São Paulo, 28 de agosto de 2026 – O mercado financeiro global apresenta poucos movimentos mais consistentes nesta sexta. O clima de cautela deve persistir até o esperado primeiro discurso do presidente do Federal Reserve (Fed), o banco central norte-americano, Kevin Warsh, no tradicional Simpósio de Jackson Hole. No Brasil, o mercado assimila o IGP-M de agosto e aguarda os dados de mercado de trabalho do Caged.
Os investidores estarão atentos às declarações de Warsh em busca de indicações sobre os próximos passos da política monetária. Após a intervenção inesperada do secretário do Tesouro dos Estados Unidos, Scott Bessent, na semana passada, para conter a alta dos rendimentos dos títulos de longo prazo, e diante dos sinais recentes de inflação persistente, o mercado procura indícios de que Warsh esteja aberto a elevar os juros.
No mercado de petróleo, o Brent oscilava ao redor de US$ 90 por barril, à medida que diminuíam as expectativas de avanços nas negociações de paz e de uma reabertura do Estreito de Ormuz.
O Indice Geral de Preços Mercado (IGP-M) caiu 0,22% em agosto. No mês de julho, a taxa havia sido de 1,16%. Com este resultado, o índice acumula alta de 1,85% no ano e de 2,16% em 12 meses. Em agosto de 2025, o IGP-M havia subido 0,36% e acumulava alta de 3,03% em 12 meses.
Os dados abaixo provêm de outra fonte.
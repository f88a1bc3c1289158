//! JSONL telemetry logger with file rotation.

use std::fs::{self, File, OpenOptions};
use std::io::Write;
use std::path::{Path, PathBuf};

use chrono::{DateTime, Utc};
use serde::Serialize;
use tracing::debug;

use crate::error::Result;

/// One parsed telemetry line with its arrival time
#[derive(Debug, Clone, Serialize)]
pub struct TelemetryRecord {
    pub timestamp: DateTime<Utc>,
    pub values: Vec<f64>,
}

impl TelemetryRecord {
    /// Record the given values as arriving now
    pub fn now(values: Vec<f64>) -> Self {
        Self {
            timestamp: Utc::now(),
            values,
        }
    }
}

/// Rotating JSONL log writer
///
/// Writes one JSON object per line into sequence-numbered files
/// (`telemetry-00001.jsonl`, ...). A new file starts after
/// `max_records_per_file` records; once more than `max_files_to_keep`
/// files exist, the oldest are deleted.
#[derive(Debug)]
pub struct JsonlLogger {
    dir: PathBuf,
    file: Option<File>,
    sequence: u64,
    records_in_file: usize,
    max_records_per_file: usize,
    max_files_to_keep: usize,
}

impl JsonlLogger {
    /// Create a logger writing into `dir`
    ///
    /// The directory is created if missing. The file sequence continues
    /// from whatever is already on disk, so restarts never overwrite
    /// earlier logs.
    ///
    /// # Errors
    ///
    /// Returns `Io` if the directory cannot be created or scanned.
    pub fn create<P: AsRef<Path>>(
        dir: P,
        max_records_per_file: usize,
        max_files_to_keep: usize,
    ) -> Result<Self> {
        let dir = dir.as_ref().to_path_buf();
        fs::create_dir_all(&dir)?;

        let sequence = highest_sequence(&dir)?;

        Ok(Self {
            dir,
            file: None,
            sequence,
            records_in_file: 0,
            max_records_per_file,
            max_files_to_keep,
        })
    }

    /// Append one record, rotating and pruning as needed
    ///
    /// # Errors
    ///
    /// Returns `Io` on write failure. The main loop logs and ignores this;
    /// telemetry logging is never fatal.
    pub fn append(&mut self, record: &TelemetryRecord) -> Result<()> {
        if self.file.is_none() || self.records_in_file >= self.max_records_per_file {
            self.rotate()?;
        }

        let line = serde_json::to_string(record)
            .map_err(|e| std::io::Error::new(std::io::ErrorKind::InvalidData, e))?;

        if let Some(file) = self.file.as_mut() {
            writeln!(file, "{}", line)?;
            self.records_in_file += 1;
        }

        Ok(())
    }

    /// Open the next file in the sequence and prune old ones
    fn rotate(&mut self) -> Result<()> {
        self.sequence += 1;
        let path = self.dir.join(format!("telemetry-{:05}.jsonl", self.sequence));
        debug!("Rotating telemetry log to {}", path.display());

        let file = OpenOptions::new().create(true).append(true).open(&path)?;
        self.file = Some(file);
        self.records_in_file = 0;

        self.prune()?;
        Ok(())
    }

    /// Delete the oldest files beyond the retention limit
    fn prune(&self) -> Result<()> {
        let mut files = log_files(&self.dir)?;
        files.sort();

        while files.len() > self.max_files_to_keep {
            let oldest = files.remove(0);
            debug!("Pruning telemetry log {}", oldest.display());
            fs::remove_file(oldest)?;
        }

        Ok(())
    }
}

/// Sequence number of the newest existing log file, or 0
fn highest_sequence(dir: &Path) -> Result<u64> {
    let mut highest = 0u64;
    for path in log_files(dir)? {
        if let Some(seq) = parse_sequence(&path) {
            highest = highest.max(seq);
        }
    }
    Ok(highest)
}

/// All telemetry log files in `dir`
fn log_files(dir: &Path) -> Result<Vec<PathBuf>> {
    let mut files = Vec::new();
    for entry in fs::read_dir(dir)? {
        let path = entry?.path();
        if parse_sequence(&path).is_some() {
            files.push(path);
        }
    }
    Ok(files)
}

/// Parse the sequence number out of a `telemetry-NNNNN.jsonl` file name
fn parse_sequence(path: &Path) -> Option<u64> {
    path.file_name()?
        .to_str()?
        .strip_prefix("telemetry-")?
        .strip_suffix(".jsonl")?
        .parse()
        .ok()
}
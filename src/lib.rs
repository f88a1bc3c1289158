//! # JoyLink Library
//!
//! Relay game controller state to a microcontroller over a serial link.
//!
//! This library provides the core functionality for polling a gamepad at a
//! fixed cadence, visualizing its state in a terminal canvas, encoding the
//! state as line-oriented text frames for a serial peer, and parsing the
//! comma-separated telemetry lines the peer sends back.

pub mod config;
pub mod controller;
pub mod error;
pub mod frame;
pub mod ports;
pub mod serial;
pub mod telemetry;
pub mod tui;
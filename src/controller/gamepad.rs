//! # Gamepad Sampler
//!
//! Detects the first connected gamepad via gilrs and samples its state.
//!
//! ## Layout
//!
//! gilrs exposes gamepad state keyed by `Axis`/`Button`, not as ordered
//! sequences. The layout (which axes and buttons exist, and in what order
//! they appear on the wire and in the visualization) is captured once at
//! open time by probing the candidate lists below against the hardware, and
//! never changes mid-run.

use gilrs::{Axis, Button, Gilrs};
use tracing::{debug, info};

use crate::controller::state::InputState;
use crate::error::{JoyLinkError, Result};

/// Candidate axes, in wire/display order. Sticks first so axes 0..=1 are
/// the left stick and 2..=3 the right stick.
const AXIS_LAYOUT: [Axis; 6] = [
    Axis::LeftStickX,
    Axis::LeftStickY,
    Axis::RightStickX,
    Axis::RightStickY,
    Axis::LeftZ,
    Axis::RightZ,
];

/// Candidate buttons, in wire/display order.
const BUTTON_LAYOUT: [Button; 17] = [
    Button::South,
    Button::East,
    Button::North,
    Button::West,
    Button::LeftTrigger,
    Button::RightTrigger,
    Button::LeftTrigger2,
    Button::RightTrigger2,
    Button::Select,
    Button::Start,
    Button::Mode,
    Button::LeftThumb,
    Button::RightThumb,
    Button::DPadUp,
    Button::DPadDown,
    Button::DPadLeft,
    Button::DPadRight,
];

/// Game controller handle
///
/// Represents an active connection to the first detected gamepad, together
/// with the fixed axis/button layout captured at open time.
pub struct Controller {
    gilrs: Gilrs,
    id: gilrs::GamepadId,
    name: String,
    axes: Vec<Axis>,
    buttons: Vec<Button>,
}

impl std::fmt::Debug for Controller {
    fn fmt(&self, f: &mut std::fmt::Formatter<'_>) -> std::fmt::Result {
        f.debug_struct("Controller")
            .field("name", &self.name)
            .field("axes", &self.axes.len())
            .field("buttons", &self.buttons.len())
            .finish_non_exhaustive()
    }
}

impl Controller {
    /// Detect and open the first connected gamepad
    ///
    /// # Returns
    ///
    /// Returns `Ok(Controller)` if a gamepad is found.
    ///
    /// # Errors
    ///
    /// - `Controller`: the gilrs backend failed to initialize
    /// - `ControllerNotFound`: zero gamepads connected
    ///
    /// # Examples
    ///
    /// ```no_run
    /// use joylink::controller::Controller;
    ///
    /// let mut controller = Controller::open()?;
    /// println!("Connected to: {}", controller.name());
    /// # Ok::<(), joylink::error::JoyLinkError>(())
    /// ```
    pub fn open() -> Result<Self> {
        let mut gilrs = Gilrs::new().map_err(|e| {
            JoyLinkError::Controller(format!("failed to initialize gamepad backend: {}", e))
        })?;

        // Drain startup events so freshly connected pads are visible
        while gilrs.next_event().is_some() {}

        let (id, name) = gilrs
            .gamepads()
            .find(|(_, gamepad)| gamepad.is_connected())
            .map(|(id, gamepad)| (id, gamepad.name().to_string()))
            .ok_or(JoyLinkError::ControllerNotFound)?;

        let gamepad = gilrs.gamepad(id);
        let axes: Vec<Axis> = AXIS_LAYOUT
            .iter()
            .copied()
            .filter(|&axis| gamepad.axis_code(axis).is_some())
            .collect();
        let buttons: Vec<Button> = BUTTON_LAYOUT
            .iter()
            .copied()
            .filter(|&button| gamepad.button_code(button).is_some())
            .collect();

        info!(
            "Found gamepad \"{}\" ({} axes, {} buttons)",
            name,
            axes.len(),
            buttons.len()
        );
        debug!("Axis layout: {:?}", axes);
        debug!("Button layout: {:?}", buttons);

        Ok(Self {
            gilrs,
            id,
            name,
            axes,
            buttons,
        })
    }

    /// Sample the current axis and button state
    ///
    /// Drains the gilrs event queue first (gilrs only updates its cached
    /// gamepad state while events are being pumped), then reads every axis
    /// and button of the fixed layout from the cached state. Axes that have
    /// not reported yet read 0.0 (centered); values are clamped to
    /// [-1.0, 1.0].
    pub fn sample(&mut self) -> InputState {
        while self.gilrs.next_event().is_some() {}

        let gamepad = self.gilrs.gamepad(self.id);

        let axes = self
            .axes
            .iter()
            .map(|&axis| {
                gamepad
                    .axis_data(axis)
                    .map(|data| data.value().clamp(-1.0, 1.0))
                    .unwrap_or(0.0)
            })
            .collect();

        let buttons = self
            .buttons
            .iter()
            .map(|&button| gamepad.is_pressed(button))
            .collect();

        InputState { axes, buttons }
    }

    /// Human-readable name of the connected gamepad
    pub fn name(&self) -> &str {
        &self.name
    }

    /// Number of axes in the fixed layout
    pub fn axis_count(&self) -> usize {
        self.axes.len()
    }

    /// Number of buttons in the fixed layout
    pub fn button_count(&self) -> usize {
        self.buttons.len()
    }
}
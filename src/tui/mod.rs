//! # Terminal Visualization Module
//!
//! Owns the terminal for the lifetime of the program: raw mode, the
//! alternate screen, and the ratatui terminal handle live here.
//!
//! The [`Visualizer`] is constructed once before the main loop and passed
//! by reference into each render call; there is no lazily-created global
//! surface. Restoring the terminal is guaranteed on all exit paths by an
//! explicit [`Visualizer::close`] plus a `Drop` fallback, so a fatal error
//! never leaves the shell in raw mode.

pub mod picker;
pub mod render;

use std::io::{stdout, Stdout};
use std::time::Duration;

use crossterm::event::{self, Event, KeyEvent, KeyEventKind, KeyCode, KeyModifiers};
use crossterm::terminal::{disable_raw_mode, enable_raw_mode, EnterAlternateScreen, LeaveAlternateScreen};
use crossterm::ExecutableCommand;
use ratatui::prelude::*;
use tokio_serial::SerialPortInfo;

use crate::controller::InputState;
use crate::error::Result;

/// Terminal handle type used throughout the TUI
pub(crate) type Term = Terminal<CrosstermBackend<Stdout>>;

/// Session details shown in the status bar
///
/// Owned and updated by the main loop; the visualizer itself keeps no state
/// between frames beyond the terminal handle.
#[derive(Debug, Clone, Default)]
pub struct SessionStatus {
    pub controller: String,
    pub port: String,
    pub frames_sent: u64,
    pub last_telemetry: Option<Vec<f64>>,
}

/// Live terminal visualization of the controller state
pub struct Visualizer {
    terminal: Term,
    restored: bool,
}

impl Visualizer {
    /// Set up the terminal and build the visualizer
    ///
    /// Enables raw mode and enters the alternate screen. Must be paired
    /// with [`Visualizer::close`]; `Drop` covers early-error paths.
    ///
    /// # Errors
    ///
    /// Returns `Io` if the terminal cannot be configured.
    pub fn new() -> Result<Self> {
        enable_raw_mode()?;
        stdout().execute(EnterAlternateScreen)?;

        let backend = CrosstermBackend::new(stdout());
        let terminal = Terminal::new(backend)?;

        Ok(Self {
            terminal,
            restored: false,
        })
    }

    /// Render one frame of the visualization
    ///
    /// Full redraw every call: stick markers for the first two (and, when
    /// present, next two) axes, a row of button squares along the bottom,
    /// and the status bar.
    pub fn render(&mut self, state: &InputState, status: &SessionStatus) -> Result<()> {
        self.terminal.draw(|frame| render::render(frame, state, status))?;
        Ok(())
    }

    /// Drain pending terminal events, reporting whether a close was requested
    ///
    /// `q`, `Esc`, and Ctrl-C key presses are close requests (with raw mode
    /// active, Ctrl-C arrives as a key event rather than SIGINT). All other
    /// events are discarded.
    pub fn poll_close_request(&mut self) -> Result<bool> {
        let mut close = false;

        while event::poll(Duration::ZERO)? {
            if let Event::Key(key) = event::read()? {
                if key.kind == KeyEventKind::Press && is_close_key(&key) {
                    close = true;
                }
            }
        }

        Ok(close)
    }

    /// Run the modal port-selection dialog
    ///
    /// Blocks until the user confirms a port or cancels. See
    /// [`picker::pick_port`].
    pub fn pick_port(&mut self, ports: &[SerialPortInfo]) -> Result<SerialPortInfo> {
        picker::pick_port(&mut self.terminal, ports)
    }

    /// Restore the terminal
    ///
    /// Leaves the alternate screen and disables raw mode. Idempotent.
    pub fn close(&mut self) -> Result<()> {
        if !self.restored {
            disable_raw_mode()?;
            stdout().execute(LeaveAlternateScreen)?;
            self.restored = true;
        }
        Ok(())
    }
}

impl Drop for Visualizer {
    fn drop(&mut self) {
        // Errors during restore are unreportable at this point
        let _ = self.close();
    }
}

/// Whether a key press asks the program to exit
fn is_close_key(key: &KeyEvent) -> bool {
    match key.code {
        KeyCode::Char('q') | KeyCode::Esc => true,
        KeyCode::Char('c') => key.modifiers.contains(KeyModifiers::CONTROL),
        _ => false,
    }
}

#[cfg(test)]
mod tests {
    use super::*;

    #[test]
    fn test_q_is_close_key() {
        let key = KeyEvent::new(KeyCode::Char('q'), KeyModifiers::NONE);
        assert!(is_close_key(&key));
    }

    #[test]
    fn test_esc_is_close_key() {
        let key = KeyEvent::new(KeyCode::Esc, KeyModifiers::NONE);
        assert!(is_close_key(&key));
    }

    #[test]
    fn test_ctrl_c_is_close_key() {
        let key = KeyEvent::new(KeyCode::Char('c'), KeyModifiers::CONTROL);
        assert!(is_close_key(&key));
    }

    #[test]
    fn test_plain_c_is_not_close_key() {
        let key = KeyEvent::new(KeyCode::Char('c'), KeyModifiers::NONE);
        assert!(!is_close_key(&key));
    }

    #[test]
    fn test_other_keys_are_not_close_keys() {
        for code in [KeyCode::Enter, KeyCode::Up, KeyCode::Char('x')] {
            let key = KeyEvent::new(code, KeyModifiers::NONE);
            assert!(!is_close_key(&key));
        }
    }
}
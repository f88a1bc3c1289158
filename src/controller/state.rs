//! Sampled controller state.

/// One sample of the controller's axes and buttons
///
/// Axis values are normalized to [-1.0, 1.0]; buttons are pressed flags.
/// Both sequences keep the fixed order captured when the controller was
/// opened, which is also the field order of the outbound wire frame.
/// Produced fresh each loop iteration and not retained.
#[derive(Debug, Clone, PartialEq)]
pub struct InputState {
    pub axes: Vec<f32>,
    pub buttons: Vec<bool>,
}

impl InputState {
    /// State with all axes centered and all buttons released
    pub fn neutral(axis_count: usize, button_count: usize) -> Self {
        Self {
            axes: vec![0.0; axis_count],
            buttons: vec![false; button_count],
        }
    }
}
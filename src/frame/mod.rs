//! # Wire Frame Module
//!
//! Implementation of the line-oriented text protocol spoken over the serial
//! link.
//!
//! This module handles:
//! - Encoding sampled controller state into outbound frames
//!   (`a0,a1,...,b0,b1,...\n`, axes as two-decimal fixed point, buttons as
//!   `0`/`1`)
//! - Decoding inbound telemetry lines into numeric vectors
//! - Stripping the legacy `b'...'` wrapper some peers still emit

pub mod decoder;
pub mod encoder;

pub use decoder::decode_telemetry;
pub use encoder::encode_frame;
“O IGP-M ficou negativo pelo segundo mês, embora a queda tenha perdido intensidade. No IPA, a baixa dos produtos industriais foi parcialmente compensada pela alta dos produtos agropecuários, cuja taxa passou de -0,20% para 2,73%. Para o consumidor, energia elétrica, tomate, batata-inglesa, passagem aérea e gasolina contribuíram para aprofundar a queda do IPC. O INCC seguiu em direção contrária, com avanço da mão de obra. O resultado de agosto reúne movimentos distintos entre os componentes do IGP-M”, afirma André Braz, economista do FGV IBRE.